__WORK TO BE COMPLETED__
Retype only the lines at the head of the records, first through the one with "for Alpha Vantage API", exactly as written.

Items from a data source:
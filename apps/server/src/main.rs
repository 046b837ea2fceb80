mod config;
mod main_lib;
mod scheduler;

use config::Config;
use main_lib::{build_state, init_tracing};

#[tokio::main]
async fn main() -> anyhow::Result<()> {
    dotenvy::dotenv().ok();
    init_tracing();
    let config = Config::from_env()?;
    let state = build_state(&config).await?;

    let scheduler = scheduler::start_refresh_scheduler(state);

    tracing::info!("MarketSync running, press Ctrl+C to stop");
    tokio::signal::ctrl_c().await?;
    tracing::info!("Shutting down");
    scheduler.abort();
    Ok(())
}
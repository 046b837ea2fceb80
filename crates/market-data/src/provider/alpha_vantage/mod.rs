//! Alpha Vantage equity adapter.
//!
//! This module provides equity snapshots from the Alpha Vantage API:
//! - Latest quote via the GLOBAL_QUOTE endpoint
//! - Week-over-week change via the TIME_SERIES_WEEKLY endpoint
//!
//! Note: Alpha Vantage free tier is limited to 5 API calls per minute, and it
//! reports quota exhaustion inside a 200 response (`Note` / `Information`)
//! rather than with HTTP 429.

use async_trait::async_trait;
use chrono::{DateTime, NaiveDate, Utc};
use log::{debug, warn};
use reqwest::Client;
use rust_decimal::Decimal;
use serde::Deserialize;
use std::collections::HashMap;
use std::time::Duration;

use crate::errors::MarketDataError;
use crate::metrics::pct_change;
use crate::models::QuoteSample;
use crate::provider::{parse_decimal, snippet, ProviderCapabilities, QuoteProvider};

const BASE_URL: &str = "https://www.alphavantage.co/query";
const PROVIDER_ID: &str = "ALPHA_VANTAGE";
const DEFAULT_TIMEOUT: Duration = Duration::from_secs(30);

/// Alpha Vantage equity provider.
///
/// Two calls per symbol: the snapshot and the weekly series. Both count
/// against the caller's rate budget.
pub struct AlphaVantageProvider {
    client: Client,
    api_key: String,
    base_url: String,
}

// ============================================================================
// Response structures for Alpha Vantage API
// ============================================================================

/// GLOBAL_QUOTE response
#[derive(Debug, Deserialize)]
struct GlobalQuoteResponse {
    #[serde(rename = "Global Quote")]
    global_quote: Option<GlobalQuote>,
    #[serde(rename = "Error Message")]
    error_message: Option<String>,
    #[serde(rename = "Note")]
    note: Option<String>,
    #[serde(rename = "Information")]
    information: Option<String>,
}

/// The quote object. Alpha Vantage answers an unknown symbol with `{}`,
/// so every field is optional.
#[derive(Debug, Default, Deserialize)]
struct GlobalQuote {
    #[serde(rename = "03. high")]
    high: Option<String>,
    #[serde(rename = "04. low")]
    low: Option<String>,
    #[serde(rename = "05. price")]
    price: Option<String>,
    #[serde(rename = "06. volume")]
    volume: Option<String>,
    #[serde(rename = "08. previous close")]
    previous_close: Option<String>,
}

/// TIME_SERIES_WEEKLY response
#[derive(Debug, Deserialize)]
struct WeeklySeriesResponse {
    #[serde(rename = "Weekly Time Series")]
    time_series: Option<HashMap<String, WeeklyBar>>,
    #[serde(rename = "Error Message")]
    error_message: Option<String>,
    #[serde(rename = "Note")]
    note: Option<String>,
    #[serde(rename = "Information")]
    information: Option<String>,
}

#[derive(Debug, Deserialize)]
struct WeeklyBar {
    #[serde(rename = "4. close")]
    close: Option<String>,
}

// ============================================================================
// AlphaVantageProvider implementation
// ============================================================================

impl AlphaVantageProvider {
    /// Create a new Alpha Vantage provider with the given API key.
    pub fn new(api_key: String) -> Self {
        Self::with_timeout(api_key, DEFAULT_TIMEOUT)
    }

    /// Create a provider with a custom request timeout.
    pub fn with_timeout(api_key: String, timeout: Duration) -> Self {
        Self::with_options(api_key, BASE_URL.to_string(), timeout)
    }

    /// Create a provider against a custom endpoint with a custom request timeout.
    pub fn with_options(api_key: String, base_url: String, timeout: Duration) -> Self {
        let client = Client::builder()
            .timeout(timeout)
            .build()
            .unwrap_or_else(|_| Client::new());

        Self {
            client,
            api_key,
            base_url,
        }
    }

    /// Make a request to the Alpha Vantage API and return the raw body.
    async fn fetch(&self, params: &[(&str, &str)]) -> Result<String, MarketDataError> {
        let mut all_params: Vec<(&str, &str)> = params.to_vec();
        all_params.push(("apikey", self.api_key.as_str()));

        let url = reqwest::Url::parse_with_params(&self.base_url, &all_params).map_err(|e| {
            MarketDataError::transport(PROVIDER_ID, format!("Failed to build URL: {}", e))
        })?;

        debug!(
            "Alpha Vantage request: {}",
            url.as_str().replace(&self.api_key, "***")
        );

        let response = self.client.get(url).send().await.map_err(|e| {
            if e.is_timeout() {
                MarketDataError::transport(PROVIDER_ID, "request timed out")
            } else {
                MarketDataError::transport(PROVIDER_ID, e.to_string())
            }
        })?;

        let status = response.status();
        if status == reqwest::StatusCode::TOO_MANY_REQUESTS {
            return Err(MarketDataError::RateLimited {
                provider: PROVIDER_ID.to_string(),
            });
        }

        if !status.is_success() {
            return Err(MarketDataError::transport(
                PROVIDER_ID,
                format!("HTTP {}", status),
            ));
        }

        response
            .text()
            .await
            .map_err(|e| MarketDataError::transport(PROVIDER_ID, e.to_string()))
    }

    /// Classify the notice fields Alpha Vantage embeds in a 200 response.
    fn check_notices(
        symbol: &str,
        error_message: &Option<String>,
        note: &Option<String>,
        information: &Option<String>,
    ) -> Result<(), MarketDataError> {
        if let Some(ref msg) = error_message {
            warn!("Alpha Vantage error for {}: {}", symbol, msg);
            return Err(MarketDataError::no_data(PROVIDER_ID, symbol));
        }

        let Some(msg) = note.as_ref().or(information.as_ref()) else {
            return Ok(());
        };

        let lowered = msg.to_lowercase();
        if lowered.contains("call frequency") || lowered.contains("rate limit") {
            warn!("Alpha Vantage API limit reached: {}", msg);
            return Err(MarketDataError::RateLimited {
                provider: PROVIDER_ID.to_string(),
            });
        }

        warn!("Alpha Vantage notice for {}: {}", symbol, msg);
        Err(MarketDataError::no_data(PROVIDER_ID, symbol))
    }

    fn parse_field(name: &str, value: &Option<String>) -> Result<Option<Decimal>, MarketDataError> {
        match value {
            None => Ok(None),
            Some(raw) => parse_decimal(raw).map(Some).ok_or_else(|| {
                MarketDataError::malformed(PROVIDER_ID, format!("invalid {}: {:?}", name, raw))
            }),
        }
    }

    /// Turn a GLOBAL_QUOTE body into a sample.
    ///
    /// The daily change is derived from price and previous close. A zero
    /// previous close loses only that metric.
    fn parse_global_quote(
        symbol: &str,
        body: &str,
        fetched_at: DateTime<Utc>,
    ) -> Result<QuoteSample, MarketDataError> {
        let response: GlobalQuoteResponse = serde_json::from_str(body).map_err(|e| {
            MarketDataError::malformed(PROVIDER_ID, format!("Failed to parse response: {}", e))
        })?;

        Self::check_notices(
            symbol,
            &response.error_message,
            &response.note,
            &response.information,
        )?;

        let quote = response.global_quote.unwrap_or_default();
        let price = match Self::parse_field("price", &quote.price)? {
            Some(price) => price,
            None => {
                warn!(
                    "No data found for stock: {}. Response: {}",
                    symbol,
                    snippet(body)
                );
                return Err(MarketDataError::no_data(PROVIDER_ID, symbol));
            }
        };

        let previous_close = Self::parse_field("previous close", &quote.previous_close)?;
        let mut sample = QuoteSample::new(fetched_at, price, PROVIDER_ID).with_range(
            Self::parse_field("high", &quote.high)?,
            Self::parse_field("low", &quote.low)?,
            Self::parse_field("volume", &quote.volume)?,
        );
        sample.previous_close = previous_close;
        sample.daily_change_pct = match previous_close {
            Some(prior) => match pct_change(price, prior) {
                Ok(change) => Some(change),
                Err(e) => {
                    warn!("Skipping daily change for {}: {}", symbol, e);
                    None
                }
            },
            None => None,
        };

        Ok(sample)
    }

    /// Derive the weekly change from a TIME_SERIES_WEEKLY body.
    ///
    /// Period keys are parsed as dates and ordered newest first; the JSON
    /// object order is not relied upon. Keys that are not dates are ignored.
    fn parse_weekly_change(symbol: &str, body: &str) -> Result<Decimal, MarketDataError> {
        let response: WeeklySeriesResponse = serde_json::from_str(body).map_err(|e| {
            MarketDataError::malformed(PROVIDER_ID, format!("Failed to parse response: {}", e))
        })?;

        Self::check_notices(
            symbol,
            &response.error_message,
            &response.note,
            &response.information,
        )?;

        let time_series = response.time_series.unwrap_or_default();

        let mut periods: Vec<(NaiveDate, &WeeklyBar)> = time_series
            .iter()
            .filter_map(|(key, bar)| {
                NaiveDate::parse_from_str(key, "%Y-%m-%d")
                    .ok()
                    .map(|date| (date, bar))
            })
            .collect();
        periods.sort_by(|a, b| b.0.cmp(&a.0));

        let (current, prior) = match periods.as_slice() {
            [current, prior, ..] => (current, prior),
            _ => {
                warn!("Insufficient weekly data points for {}", symbol);
                return Err(MarketDataError::no_data(PROVIDER_ID, symbol));
            }
        };

        let close = |(date, bar): &(NaiveDate, &WeeklyBar)| {
            Self::parse_field("weekly close", &bar.close)?.ok_or_else(|| {
                MarketDataError::malformed(PROVIDER_ID, format!("missing close for week {}", date))
            })
        };

        let current_close = close(current)?;
        let prior_close = close(prior)?;

        debug!(
            "Alpha Vantage weekly closes for {}: {} ({}) vs {} ({})",
            symbol, current_close, current.0, prior_close, prior.0
        );

        pct_change(current_close, prior_close)
    }
}

// ============================================================================
// QuoteProvider trait implementation
// ============================================================================

#[async_trait]
impl QuoteProvider for AlphaVantageProvider {
    fn id(&self) -> &'static str {
        PROVIDER_ID
    }

    fn capabilities(&self) -> ProviderCapabilities {
        ProviderCapabilities {
            quota_constrained: true,
            includes_weekly_change: false,
        }
    }

    async fn fetch_quote(&self, symbol: &str) -> Result<QuoteSample, MarketDataError> {
        debug!("Fetching stock data for {}", symbol);
        let params = [("function", "GLOBAL_QUOTE"), ("symbol", symbol)];
        let body = self.fetch(&params).await?;
        Self::parse_global_quote(symbol, &body, Utc::now())
    }

    async fn fetch_weekly_change(&self, symbol: &str) -> Result<Decimal, MarketDataError> {
        debug!("Fetching weekly change for {}", symbol);
        let params = [("function", "TIME_SERIES_WEEKLY"), ("symbol", symbol)];
        let body = self.fetch(&params).await?;
        Self::parse_weekly_change(symbol, &body)
    }
}
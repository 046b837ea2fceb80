//! Instrument storage trait.

use async_trait::async_trait;

use super::model::Instrument;
use crate::errors::Result;

/// Storage interface for instrument snapshots.
///
/// Reads are synchronous and expected to be fast. Writes are async because
/// implementations may hand them to a dedicated writer.
#[async_trait]
pub trait InstrumentStore: Send + Sync {
    /// Create or replace the record keyed by `instrument.symbol`.
    ///
    /// The write is durable when this returns. Returns the stored record.
    async fn upsert(&self, instrument: Instrument) -> Result<Instrument>;

    /// Get a single instrument by its symbol.
    fn find_by_symbol(&self, symbol: &str) -> Result<Option<Instrument>>;

    /// Get every stored instrument, ordered by symbol.
    fn find_all(&self) -> Result<Vec<Instrument>>;

    fn exists_by_symbol(&self, symbol: &str) -> Result<bool> {
        Ok(self.find_by_symbol(symbol)?.is_some())
    }
}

__ANSWER TO THIS TASK__
filename apps/server/src/main.rs
repository 046b837ea2fceb80
mod config;
mod main_lib;
mod scheduler;

use config::Config;
use main_lib::{build_state, init_tracing};

#[tokio::main]
async fn main() -> anyhow::Result<()> {
    dotenvy::dotenv().ok();
    init_tracing();
    let config = Config::from_env()?;
    let state = build_state(&config).await?;

    let scheduler = scheduler::start_refresh_scheduler(state);

    tracing::info!("MarketSync running, press Ctrl+C to stop");
    tokio::signal::ctrl_c().await?;
    tracing::info!("Shutting down");
    scheduler.abort();
    Ok(())
}
repository 046b837ea2fceb80
filename crates/market-data/src/provider/alpha_vantage/mod.rs
//! Alpha Vantage equity adapter.
//!
//! This module provides equity snapshots from the Alpha Vantage API:
//! - Latest quote via the GLOBAL_QUOTE endpoint
//! - Week-over-week change via the TIME_SERIES_WEEKLY endpoint
//!
//! Note: Alpha Vantage free tier is limited to 5 API calls per minute, and it
//! reports quota exhaustion inside a 200 response (`Note` / `Information`)
//! rather than with HTTP 429.

use async_trait::async_trait;
use chrono::{DateTime, NaiveDate, Utc};
use log::{debug, warn};
use reqwest::Client;
use rust_decimal::Decimal;
use serde::Deserialize;
use std::collections::HashMap;
use std::time::Duration;

use crate::errors::MarketDataError;
use crate::metrics::pct_change;
use crate::models::QuoteSample;
use crate::provider::{parse_decimal, snippet, ProviderCapabilities, QuoteProvider};

const BASE_URL: &str = "https://www.alphavantage.co/query";
const PROVIDER_ID: &str = "ALPHA_VANTAGE";
const DEFAULT_TIMEOUT: Duration = Duration::from_secs(30);

/// Alpha Vantage equity provider.
///
/// Two calls per symbol: the snapshot and the weekly series. Both count
/// against the caller's rate budget.
pub struct AlphaVantageProvider {
    client: Client,
    api_key: String,
    base_url: String,
}

// ============================================================================
// Response structures for Alpha Vantage API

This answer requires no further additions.